Pear Therapeutics, a provider developing, and commercializing software-based medicines called prescription digital therapeutics (PDTs), has received Safer Technologies Program (STeP) for Medical Devices designation from the U.S. Food and Drug Administration for Pear-010, a product candidate designed for the treatment of acute and chronic pain.

Pear-010 is a PDT product candidate intended to provide a neurobehavioral intervention (virtual reality delivered pain reduction) to patients 18 and older with acute postoperative and acute postprocedural pain. The product candidate is designed to reduce acute postoperative and postprocedural pain and analgesic (e.g., opioid) use related postoperative urinary retention, postoperative ileus, or postoperative unintended advancing sedation and respiratory depression.

With more than 50 million patients in the U.S. suffering from pain, it is among the most common and costly acute as well as chronic conditions, estimated to drive as much as $635 billion in annual health care expenditures, disability and loss of productivity.1,2 The over-reliance on opioid-based therapies has led to significant adverse events and a nationwide epidemic of opioid misuse and diversion.3-6 Effective pain management is an important factor in reducing length of hospital stay and improving outcomes for medical and surgical patients, including their risk for hospital readmission.7-11

“We believe pain is well suited for treatment with a PDT because currently more than 50 million patients are left to choose between pain and treatment by opioids,” says Yuri Maricich, Pear’s chief medical officer. “We applaud FDA for recognizing the need to help patients gain more timely access to treatments for conditions like pain.”

Pear intends to utilize its PearCreate platform to develop the Pear-010 product candidate. PearCreate is the company’s discovery and development platform.

The Safer Technologies Program (STeP) is a voluntary program for certain medical devices and device-led combination products that are reasonably expected to significantly improve the safety of currently available treatments or diagnostics.

The goal of STeP is to provide patients and healthcare providers with timely access to these medical devices by expediting their development, assessment, and review, while preserving the statutory standards for premarket approval, 510(k) clearance, and De Novo marketing authorization, consistent with the FDA’s mission to protect and promote public health. STeP participation does not imply product authorization.

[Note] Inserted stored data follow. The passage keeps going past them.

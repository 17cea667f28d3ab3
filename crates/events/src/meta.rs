use std::fmt;

use chrono::{DateTime, Local};
use serde::{Deserialize, Serialize};
use tracing::Level;

/// Timestamp layout of a log line, e.g. `2025-01-31 17:04:12,381`.
pub const TIMESTAMP_FORMAT: &str = "%Y-%m-%d %H:%M:%S,%3f";

/// Severity of an audit record.
#[derive(Clone, Copy, Debug, Default, Deserialize, Serialize, PartialEq, Eq, PartialOrd, Ord)]
#[serde(rename_all = "UPPERCASE")]
pub enum Severity {
    #[default]
    Info,
    Error,
}

impl Severity {
    #[must_use]
    pub fn as_str(self) -> &'static str {
        match self {
            Severity::Info => "INFO",
            Severity::Error => "ERROR",
        }
    }
}

impl fmt::Display for Severity {
    fn fmt(&self, f: &mut fmt::Formatter<'_>) -> fmt::Result {
        f.write_str(self.as_str())
    }
}

impl From<Severity> for Level {
    fn from(severity: Severity) -> Self {
        match severity {
            Severity::Info => Level::INFO,
            Severity::Error => Level::ERROR,
        }
    }
}

/// One line of the audit log.
#[derive(Clone, Debug, PartialEq, Eq)]
pub struct LogRecord {
    pub timestamp: DateTime<Local>,
    pub severity: Severity,
    pub message: String,
}

impl LogRecord {
    /// Stamp a message with the current local time.
    #[must_use]
    pub fn new(message: impl Into<String>, severity: Severity) -> Self {
        Self {
            timestamp: Local::now(),
            severity,
            message: message.into(),
        }
    }
}

/// Renders `<timestamp> - <LEVEL> - <message>`.
impl fmt::Display for LogRecord {
    fn fmt(&self, f: &mut fmt::Formatter<'_>) -> fmt::Result {
        write!(
            f,
            "{} - {} - {}",
            self.timestamp.format(TIMESTAMP_FORMAT),
            self.severity,
            self.message
        )
    }
}
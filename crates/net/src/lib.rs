#![deny(clippy::pedantic, unsafe_code)]
#![allow(clippy::module_name_repetitions)]

//! Network operations for vigil
//!
//! This crate issues the liveness requests of a verification sweep: one plain
//! GET per URL, bounded by a per-request timeout, with no retries, custom
//! headers, or authentication. Transport failures are classified into
//! `NetworkError` variants so callers can tell a timeout from a refused
//! connection.

mod client;

pub use client::{NetClient, NetConfig};
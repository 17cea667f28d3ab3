//! Output rendering and formatting

use std::io::{self, Write};
use vigil_ops::{CheckResults, VerificationReport};

/// Output renderer for sweep reports
#[derive(Clone, Copy)]
pub struct OutputRenderer {
    /// Use JSON output format
    json_output: bool,
}

impl OutputRenderer {
    /// Create new output renderer
    pub fn new(json_output: bool) -> Self {
        Self { json_output }
    }

    /// Print the results header ahead of the per-check audit lines.
    pub fn render_header(&self) -> io::Result<()> {
        if self.json_output {
            return Ok(());
        }
        let stdout = io::stdout();
        let mut out = stdout.lock();
        Self::write_header(&mut out)
    }

    fn write_header(out: &mut impl Write) -> io::Result<()> {
        writeln!(out)?;
        writeln!(out, "[Verification Results]")
    }

    /// Render the report to stdout
    pub fn render_report(&self, report: &VerificationReport) -> io::Result<()> {
        let stdout = io::stdout();
        let mut out = stdout.lock();
        if self.json_output {
            Self::render_json(&mut out, report)
        } else {
            Self::render_text(&mut out, report)
        }
    }

    /// Render as JSON
    fn render_json(out: &mut impl Write, report: &VerificationReport) -> io::Result<()> {
        let json = report.to_json().map_err(io::Error::other)?;
        writeln!(out, "{json}")
    }

    /// Render as labeled text lines
    fn render_text(out: &mut impl Write, report: &VerificationReport) -> io::Result<()> {
        Self::render_section(out, "File", &report.files)?;
        Self::render_section(out, "Database", &report.database)?;
        Self::render_section(out, "API", &report.endpoints)?;

        writeln!(
            out,
            "Manifest generated -> {}",
            report.manifest_path.display()
        )?;
        for drift in &report.drift {
            writeln!(out, "Drift: {} -> {}", drift.path, drift.kind)?;
        }

        writeln!(out, "{}", report.verdict())
    }

    fn render_section(out: &mut impl Write, label: &str, results: &CheckResults) -> io::Result<()> {
        for (key, status) in results.iter() {
            writeln!(out, "{label}: {key} -> {status}")?;
        }
        Ok(())
    }
}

Pear-010 has not received marketing authorization from FDA and it is not available for sale in the United States.

References:

  1. https://www.cdc.gov/mmwr/volumes/67/wr/mm6736a2.htm#:~:text=An%20estimated%2020.4%25%20(50.0%20million,adults%2C%20adults%20living%20in%20poverty%2C
  2. Gaskin DJ, Richard P. The economic costs of pain in the United States. J Pain. (2012) 13:715–24. doi: 10.1016/j.jpain.2012.03.009
  3. Herzig SJ, Rothberg MB, Cheung M, Ngo LH, Marcantonio ER. Opioid utilization and opioid-related adverse events in nonsurgical patients in US hospitals. J Hosp Med. Feb 2014;9(2):73-81.
  4. Bohnert AS, Valenstein M, Bair MJ, et al. Association between opioid prescribing patterns and opioid overdose-related deaths. JAMA. Apr 6 2011;305(13):1315-1321.
  5. Manchikanti L, Helm S, 2nd, Fellows B, et al. Opioid epidemic in the United States. Pain Physician. Jul 2012;15(3 Suppl):ES9-38.
  6. Manchikanti L, Abdi S, Atluri S, et al. American Society of Interventional Pain Physicians (ASIPP) guidelines for responsible opioid prescribing in chronic non-cancer pain: Part I–evidence assessment. Pain Physician. Jul 2012;15(3 Suppl):S1-65.
  7. Morrison RS, Magaziner J, Gilbert M, et al. Relationship between pain and opioid analgesics on the development of delirium following hip fracture. J Gerontol A Biol Sci Med Sci. Jan 2003;58(1):76-81.
  8. Allen Liles E, J K, M G, M A. Hospitalist management of vaso-occlusive pain crisis in patients with sickle cell disease using a pathway of care. Hosp Pract. 2014;42:70-76.
  9. Epstein A, Crosbie C, Martin S, et al. 30-day-or-sooner readmissions of gastrointestinal medical oncology patients following cancer center inpatient service discharge: characteristics and preventability. Hosp Pract. 1995;42:34-44.
  10. Coley KC, Williams BA, DaPos SV, Chen C, Smith RB. Retrospective evaluation of unanticipated admissions and readmissions after same day surgery and associated costs. J Clin Anesth. Aug 2002;14(5):349-353.
  11. Elixhauser A, Steiner C. Readmissions to U.S. Hospitals by Diagnosis, 2010. Agency for Healthcare Research and Quality Statistical Brief. 2013;#153.